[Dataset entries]

// MiniC - Semantic analysis and three-address code generation for a small C-like language
// Copyright (C) 2026  Marcel Joachim Kloubert <marcel@kloubert.dev>
//
// This program is free software: you can redistribute it and/or modify
// it under the terms of the GNU Affero General Public License as published by
// the Free Software Foundation, either version 3 of the License, or
// (at your option) any later version.
//
// This program is distributed in the hope that it will be useful,
// but WITHOUT ANY WARRANTY; without even the implied warranty of
// MERCHANTABILITY or FITNESS FOR A PARTICULAR PURPOSE.  See the
// GNU Affero General Public License for more details.
//
// You should have received a copy of the GNU Affero General Public License
// along with this program.  If not, see <https://www.gnu.org/licenses/>.

//! The scope-chained symbol table.
//!
//! The parser drives this module directly: it enters and exits scopes
//! at block boundaries, inserts a record per declaration, and looks up
//! every identifier use. Scope entry/exit and the dump operations write
//! a line-oriented trace whose format is fixed; downstream tooling
//! compares it byte for byte.

mod scope;
mod symbol;
mod symbol_table;

pub use scope::*;
pub use symbol::*;
pub use symbol_table::*;
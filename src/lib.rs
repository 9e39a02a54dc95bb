// MiniC - Semantic analysis and three-address code generation for a small C-like language
// Copyright (C) 2026  Marcel Joachim Kloubert <marcel@kloubert.dev>
//
// This program is free software: you can redistribute it and/or modify
// it under the terms of the GNU Affero General Public License as published by
// the Free Software Foundation, either version 3 of the License, or
// (at your option) any later version.
//
// This program is distributed in the hope that it will be useful,
// but WITHOUT ANY WARRANTY; without even the implied warranty of
// MERCHANTABILITY or FITNESS FOR A PARTICULAR PURPOSE.  See the
// GNU Affero General Public License for more details.
//
// You should have received a copy of the GNU Affero General Public License
// along with this program.  If not, see <https://www.gnu.org/licenses/>.

//! MiniC Compiler Core Library
//!
//! This library provides the semantic-analysis and intermediate-code
//! layers of a small C-like language compiler: a scope-chained symbol
//! table and an AST that lowers to linear three-address code. The
//! lexer and parser live outside this crate; they drive the symbol
//! table while building the tree, then hand the finished program to
//! the code generator.
//!
//! # Modules
//!
//! - [`error`] - Error types for symbol-table operations
//! - [`symtab`] - Scope-chained, hash-bucketed symbol table
//! - [`ast`] - Abstract Syntax Tree definitions
//! - [`codegen`] - Three-address code generation
//!
//! # Example
//!
//! ```
//! use minic::ast::{Declarator, Expr, Program, Statement, TopLevelItem, VarRef};
//! use minic::codegen;
//! use minic::symtab::{SymbolInfo, SymbolTable};
//!
//! // The parser records declarations while tracking scopes.
//! let mut table = SymbolTable::new(7);
//! let mut log = Vec::new();
//! table.enter_scope(&mut log).unwrap();
//! table.insert(SymbolInfo::variable("a", "ID", "int")).unwrap();
//! assert!(table.lookup("a").is_some());
//!
//! // It also builds the tree that lowers to three-address code.
//! let mut program = Program::new();
//! program.add_item(TopLevelItem::Statement(Statement::decl(
//!     "int",
//!     vec![Declarator::scalar("a")],
//! )));
//! program.add_item(TopLevelItem::Statement(Statement::expression(
//!     Expr::assign(
//!         VarRef::scalar("a", "int"),
//!         Expr::binary("+", Expr::constant("2"), Expr::constant("3")),
//!     ),
//! )));
//!
//! let code = codegen::generate(&program);
//! assert!(code.contains("t2 = t0 + t1"));
//! ```

pub mod ast;
pub mod codegen;
pub mod error;
pub mod symtab;

// Re-export commonly used types
pub use ast::Program;
pub use error::{Result, SymbolError};
pub use symtab::{SymbolInfo, SymbolKind, SymbolTable};

/// The version of the library.
pub const VERSION: &str = env!("CARGO_PKG_VERSION");

/// The name of the project.
pub const NAME: &str = "MiniC";

#[cfg(test)]
mod tests {
    use super::*;

    #[test]
    fn test_version() {
        assert!(!VERSION.is_empty());
    }

    #[test]
    fn test_name() {
        assert_eq!(NAME, "MiniC");
    }
}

* Your assignment
Every line that holds the word "scalar" should be copied from the records.

* Output below
//!     vec![Declarator::scalar("a")],
//!         VarRef::scalar("a", "int"),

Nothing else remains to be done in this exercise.